Nearly four agree in five Americans. Their financial position is a matter of concern.
More precisely, when asked about “current financial situation” earlier this year in a geek survey conducted online by Harris’ poll, 79% had certain concerns. 64% of Americans were worried about not saving enough money, 44% were worried about being too much debt, and 26% were worried about not making enough money.
Financial journeys vary from person to person, but some experiences may be more common than you understand. As revealed in the research, we provide some guidance for dealing with four of the most common money concerns.
1. Do not have sufficient storage due to emergency situations
According to the US Bureau of Economic Analysis, Americans save only about 4.3% of their income. Research shows that about two in five Americans (41%) are likely to be concerned that they are not saving enough money due to emergencies.
Maintaining respectable emergency funds can help you insulate your finances in the face of unexpected costs. This is a buffer. Therefore, it should be added to the money saved for other goals, such as retirement.
Ideally aim to increase your liquid savings by 3-6 times your monthly core cost. If that sounds daunting, start small. Use a savings target calculator to understand how much you need to set aside each month to reach your goal.
In addition to your savings account, we assess your insurance needs to ensure that your insurance coverage is covered for you and your loved ones in major emergency situations. You may consider disability insurance as illnesses and injuries that prevent you from working can quickly drain your savings. And if someone other than you are dependent on your income (children, spouse, elderly parents, etc.), life insurance can protect them in the event of your death. Some employers offer disability and life insurance as part of their benefits packages. Talk to your company’s HR experts.
2. Retirement savings are too low
Two in five Americans (39%) cited the survey’s financial concerns as “not having enough savings to retire.”
This is not at all surprising, according to a 2022 survey on consumer finances in the Federal Reserve. That’s despite a recent survey by the Transamerica Center for Retirement Studies found that 87% of Americans in the private sector plan to eventually retire.
So, what can you do?
One popular idea is the budget for 50/30/20. This suggests that you will use 20% of takeaway to save, invest in retirement benefits, and pay off your debts.
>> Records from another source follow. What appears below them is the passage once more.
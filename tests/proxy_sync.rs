use chrono::NaiveDate;
use medpractice::api::PracticeApi;
use medpractice::commands::appointments::AppointmentFilter;
use medpractice::error::ErrorKind;
use medpractice::model::{AppointmentDraft, Patient, PatientDraft, Physician, PhysicianDraft};
use medpractice::proxy::ProxyPractice;
use medpractice::remote::RemoteClient;
use medpractice::server;
use medpractice::store::memory::InMemoryStore;
use std::sync::Arc;
use std::time::Duration;

type Server = Arc<PracticeApi<InMemoryStore>>;

/// Serve a fresh in-memory practice on an ephemeral port from its own runtime.
fn spawn_server() -> (String, Server) {
    let api: Server = Arc::new(PracticeApi::open(InMemoryStore::new()).unwrap());
    let app = server::router(api.clone());

    let listener = std::net::TcpListener::bind("127.0.0.1:0").unwrap();
    let addr = listener.local_addr().unwrap();
    listener.set_nonblocking(true).unwrap();

    std::thread::spawn(move || {
        let runtime = tokio::runtime::Runtime::new().unwrap();
        runtime.block_on(async move {
            let listener = tokio::net::TcpListener::from_std(listener).unwrap();
            axum::serve(listener, app).await.unwrap();
        });
    });

    (format!("http://{}", addr), api)
}

fn proxy_for(url: &str) -> ProxyPractice<InMemoryStore> {
    let local = PracticeApi::open(InMemoryStore::new()).unwrap();
    let remote = RemoteClient::new(url, Duration::from_secs(5)).unwrap();
    ProxyPractice::new(local, Some(remote))
}

fn patient(first: &str, last: &str) -> PatientDraft {
    PatientDraft {
        first_name: first.to_string(),
        last_name: last.to_string(),
        address: String::new(),
        birthdate: NaiveDate::from_ymd_opt(1990, 1, 31).unwrap(),
        race: None,
        gender: None,
    }
}

fn physician(license: &str) -> PhysicianDraft {
    PhysicianDraft {
        first_name: "Gregory".to_string(),
        last_name: "House".to_string(),
        license_number: license.to_string(),
        graduation: NaiveDate::from_ymd_opt(1990, 6, 1).unwrap(),
        specialization: None,
    }
}

fn monday(start: u32, end: u32) -> AppointmentDraft {
    let day = NaiveDate::from_ymd_opt(2025, 1, 6).unwrap();
    AppointmentDraft {
        patient_id: 1,
        physician_id: 1,
        start: day.and_hms_opt(start, 0, 0).unwrap(),
        end: day.and_hms_opt(end, 0, 0).unwrap(),
    }
}

#[test]
fn the_mirror_takes_server_assigned_ids() {
    let (url, server) = spawn_server();
    server.create(patient("Ada", "Lovelace")).unwrap();
    server.create(patient("Grace", "Hopper")).unwrap();

    let proxy = proxy_for(&url);
    assert!(proxy.sync().unwrap());
    assert_eq!(proxy.local().list::<Patient>().unwrap().len(), 2);

    let created = proxy.create(patient("Alan", "Turing")).unwrap();
    assert_eq!(created.id, 3);
    assert_eq!(server.get::<Patient>(3).unwrap().last_name, "Turing");
    assert_eq!(proxy.local().get::<Patient>(3).unwrap(), created);
}

#[test]
fn server_rejections_are_returned_not_masked() {
    let (url, server) = spawn_server();
    let proxy = proxy_for(&url);

    // Created behind the mirror's back, so only the server can refuse it
    server.create(physician("ABC123")).unwrap();
    let err = proxy.create(physician("abc123")).unwrap_err();
    assert_eq!(err.kind(), ErrorKind::DuplicateLicense);
    assert!(proxy.local().list::<Physician>().unwrap().is_empty());
}

#[test]
fn rows_gone_from_the_server_leave_the_mirror_on_get() {
    let (url, server) = spawn_server();
    let proxy = proxy_for(&url);
    let created = proxy.create(patient("Ada", "Lovelace")).unwrap();
    assert_eq!(proxy.local().list::<Patient>().unwrap().len(), 1);

    server.delete::<Patient>(created.id).unwrap();
    let err = proxy.get::<Patient>(created.id).unwrap_err();
    assert_eq!(err.kind(), ErrorKind::NotFound);
    assert!(proxy.local().list::<Patient>().unwrap().is_empty());
}

#[test]
fn rows_gone_from_the_server_leave_the_mirror_on_delete() {
    let (url, server) = spawn_server();
    let proxy = proxy_for(&url);
    let created = proxy.create(patient("Ada", "Lovelace")).unwrap();

    server.delete::<Patient>(created.id).unwrap();
    let err = proxy.delete::<Patient>(created.id).unwrap_err();
    assert_eq!(err.kind(), ErrorKind::NotFound);
    assert!(proxy.local().list::<Patient>().unwrap().is_empty());
}

#[test]
fn a_stale_mirror_is_refreshed_before_refusing_a_booking() {
    let (url, server) = spawn_server();
    let proxy = proxy_for(&url);
    assert!(proxy.sync().unwrap());

    // The mirror has never seen either of these
    server.create(patient("Ada", "Lovelace")).unwrap();
    server.create(physician("LIC-1")).unwrap();

    let booked = proxy.create(monday(9, 10)).unwrap();
    assert_eq!(booked.id, 1);
    assert_eq!(server.appointments(AppointmentFilter::default()).unwrap().len(), 1);
    assert_eq!(proxy.local().list::<Patient>().unwrap().len(), 1);
}

#[test]
fn a_stale_mirror_is_refreshed_before_refusing_an_update() {
    let (url, server) = spawn_server();
    let proxy = proxy_for(&url);
    let created = server.create(patient("Ada", "Byron")).unwrap();

    let updated = proxy.update(created.id, patient("Ada", "Lovelace")).unwrap();
    assert_eq!(server.get::<Patient>(created.id).unwrap(), updated);
    assert_eq!(proxy.local().get::<Patient>(created.id).unwrap(), updated);
}

#[test]
fn refusals_that_survive_a_refresh_stay_local() {
    let (url, server) = spawn_server();
    let proxy = proxy_for(&url);

    let err = proxy.create(monday(9, 10)).unwrap_err();
    assert_eq!(err.kind(), ErrorKind::ReferenceNotFound);
    assert!(server.appointments(AppointmentFilter::default()).unwrap().is_empty());
}

#[test]
fn local_validation_stops_requests_before_the_network() {
    let (url, server) = spawn_server();
    server.create(patient("Ada", "Lovelace")).unwrap();
    server.create(physician("LIC-1")).unwrap();

    let proxy = proxy_for(&url);
    assert!(proxy.sync().unwrap());
    proxy.create(monday(9, 10)).unwrap();

    let err = proxy.create(monday(9, 11)).unwrap_err();
    assert_eq!(err.kind(), ErrorKind::DoubleBooked);
    assert_eq!(server.appointments(AppointmentFilter::default()).unwrap().len(), 1);
}

#[test]
fn updates_and_deletes_reach_the_server() {
    let (url, server) = spawn_server();
    let proxy = proxy_for(&url);

    let created = proxy.create(patient("Ada", "Byron")).unwrap();
    let updated = proxy.update(created.id, patient("Ada", "Lovelace")).unwrap();
    assert_eq!(server.get::<Patient>(created.id).unwrap(), updated);

    let removed = proxy.delete::<Patient>(created.id).unwrap();
    assert_eq!(removed, Some(updated));
    assert!(server.list::<Patient>().unwrap().is_empty());
    assert!(proxy.local().list::<Patient>().unwrap().is_empty());
}

#[test]
fn filtered_listings_pass_through() {
    let (url, server) = spawn_server();
    server.create(patient("Ada", "Lovelace")).unwrap();
    server.create(patient("Grace", "Hopper")).unwrap();
    server.create(physician("LIC-1")).unwrap();
    server.create(monday(9, 10)).unwrap();
    let mut second = monday(10, 11);
    second.patient_id = 2;
    server.create(second).unwrap();

    let proxy = proxy_for(&url);
    let filter = AppointmentFilter {
        patient_id: Some(2),
        physician_id: None,
    };
    let found = proxy.appointments(filter).unwrap();
    assert_eq!(found.len(), 1);
    assert_eq!(found[0].id, 2);

    let everyone: Vec<Patient> = proxy.search("").unwrap();
    assert_eq!(everyone.len(), 2);
}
We recommend taking advantage of the matches offered by the company in your workplace retirement account, such as the 401(k). You might also consider setting up other retirement accounts outside of your workplace, like the Roth IRA.
3. Too much credit card debt
One in four Americans (23%) are concerned that they have too much credit card debt. Nerdwallet’s annual household credit card debt survey found that Americans with credit card debt averaged over $10,000 in 2024.
Paying off this debt is a top priority as it costs money to carry your credit card balance from each month. There are many strategies to pay back these high profits.
One popular option known as a debt snowman focuses on repaying the smallest to largest balance. Once the initial balance is repaid, it can be applied more to the next small balance, etc. Another strategy – debt avalanches – requires you to spend that money on repaying your highest profit balance first.
Of course, the best debt payoff plan for you is something you stick to.
If your credit is in good condition, an interest-free or low interest balance transfer credit card can buy you time to deal with the debt load. If your credit is struggling and you can’t keep up with your payments, a debt management plan from a non-profit credit counseling company can reduce your balance and payments and make them more manageable.
4. Not making enough money
More than one in five Americans (21%) worry that they are not making enough money from my job.
This is another concern supported by the data. According to the Census Bureau, the growth in median personal income has been relatively flat since 2019, with the Bureau of Labor Statistics consistently finding that one of the university graduates is employed. In other words, work does not require an educational level.
The most direct solution is to seek a raise. These conversations can be difficult, but they are often worth the discomfort.
If you can’t get a pay raise, consider ways to make money outside of full-time work. This means part-time work or gig work if you have the ability to spend more time.
But more money may not be the answer. After all, research shows that concerns about too little money were similar across income groups, with no statistically significant differences between the highest and lowest incomes.
Luckily, people across the income spectrum can find ways to lower their monthly bills. Throwing off your unused subscription, finding cheaper mobile phone plans, and shopping for better insurance premiums is an easy way to get started.
There was a bit of good news in the investigation. About one in five Americans (21%) say they have no concern about their personal financial situation. According to 2024 data from the US Census, this is the same share of the population as Texas and California combined.
The complete research method is available in the original article published on Nerdwallet.